Zulip Chat Archive
Stream: new members
Topic: When to use @[simp]
Vlad Tsyrklevich (Jan 26 2025 at 12:06):
I've read the simp page on the lean community site, but I still had a few questions about when a lemma should carry @[simp]. One simple example is neg_inj
: in Mathlib, docs#neg_inj is a simp lemma, so for example:
import Mathlib
example (a b : Int) : -a = -b := by simp
leaves you with the final goal "a = b", but lean's internal docs#Int.neg_inj is not marked @[simp]

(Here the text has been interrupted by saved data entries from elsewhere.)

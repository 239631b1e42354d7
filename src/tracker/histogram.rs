//! Hue histogram appearance model and its back-projection.

use image::GrayImage;
use ndarray::{Array1, Array2};

use crate::config::HUE_MAX;
use crate::tracker::rect::Rect;

/// Peak value of a normalized histogram.
pub const HISTOGRAM_PEAK: f32 = 255.0;

/// Bin of a hue value for a histogram of `bins` bins spanning `[0, 180)`.
#[inline]
pub fn hue_bin(hue: u8, bins: usize) -> usize {
    (hue as usize * bins / HUE_MAX as usize).min(bins.saturating_sub(1))
}

/// Normalized hue histogram learned from a selection.
#[derive(Debug, Clone, PartialEq)]
pub struct AppearanceModel {
    bins: Array1<f32>,
}

impl AppearanceModel {
    /// Learn the hue histogram of the pixels inside `selection` whose
    /// saturation/value mask is set, min-max normalized to `[0, 255]`.
    ///
    /// `selection` must lie inside the planes. A histogram with all bins equal
    /// normalizes to all zeros.
    pub fn learn(hue: &GrayImage, sv_mask: &GrayImage, selection: Rect, bins: usize) -> Self {
        let mut counts = Array1::<f32>::zeros(bins.max(1));
        let bins = counts.len();

        if !selection.is_empty() {
            let [x1, y1, x2, y2] = selection.to_tlbr();
            for y in y1 as u32..y2 as u32 {
                for x in x1 as u32..x2 as u32 {
                    if sv_mask.get_pixel(x, y)[0] != 0 {
                        counts[hue_bin(hue.get_pixel(x, y)[0], bins)] += 1.0;
                    }
                }
            }
        }

        let max = counts.fold(f32::MIN, |acc, &v| acc.max(v));
        let min = counts.fold(f32::MAX, |acc, &v| acc.min(v));
        let range = max - min;
        if range > f32::EPSILON {
            counts.mapv_inplace(|v| (v - min) * HISTOGRAM_PEAK / range);
        } else {
            counts.fill(0.0);
        }

        Self { bins: counts }
    }

    /// Model with the given bin weights. An empty array becomes a single
    /// zero bin, which back-projects to zero everywhere.
    pub fn from_bins(bins: Array1<f32>) -> Self {
        if bins.is_empty() {
            return Self {
                bins: Array1::zeros(1),
            };
        }
        Self { bins }
    }

    pub fn bins(&self) -> &Array1<f32> {
        &self.bins
    }

    /// Likelihood of every pixel under the model, indexed `[row, col]`, zero
    /// where the saturation/value mask is not set.
    pub fn back_project(&self, hue: &GrayImage, sv_mask: &GrayImage) -> Array2<u8> {
        let (width, height) = hue.dimensions();
        let bins = self.bins.len();
        Array2::from_shape_fn((height as usize, width as usize), |(row, col)| {
            let (x, y) = (col as u32, row as u32);
            if sv_mask.get_pixel(x, y)[0] == 0 {
                return 0;
            }
            let weight = self.bins[hue_bin(hue.get_pixel(x, y)[0], bins)];
            weight.round().clamp(0.0, 255.0) as u8
        })
    }
}

/// View a likelihood map as a grayscale image.
pub fn likelihood_image(likelihood: &Array2<u8>) -> GrayImage {
    let (rows, cols) = likelihood.dim();
    let pixels: Vec<u8> = likelihood.iter().copied().collect();
    GrayImage::from_raw(cols as u32, rows as u32, pixels)
        .unwrap_or_else(|| GrayImage::new(cols as u32, rows as u32))
}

, so removing the Mathlib import leaves the final state as "-a = -b". This example is kind of trivial, since perhaps it's not necessary to get rid of the negative signs for simp to close the goal if you can actually simplify a
and b
to the same term, but given that Int.neg_inj is in the core library I thought perhaps there was a principled reason for why they chose to not mark it @[simp]
.
I guess I often see theorems not marked @[simp]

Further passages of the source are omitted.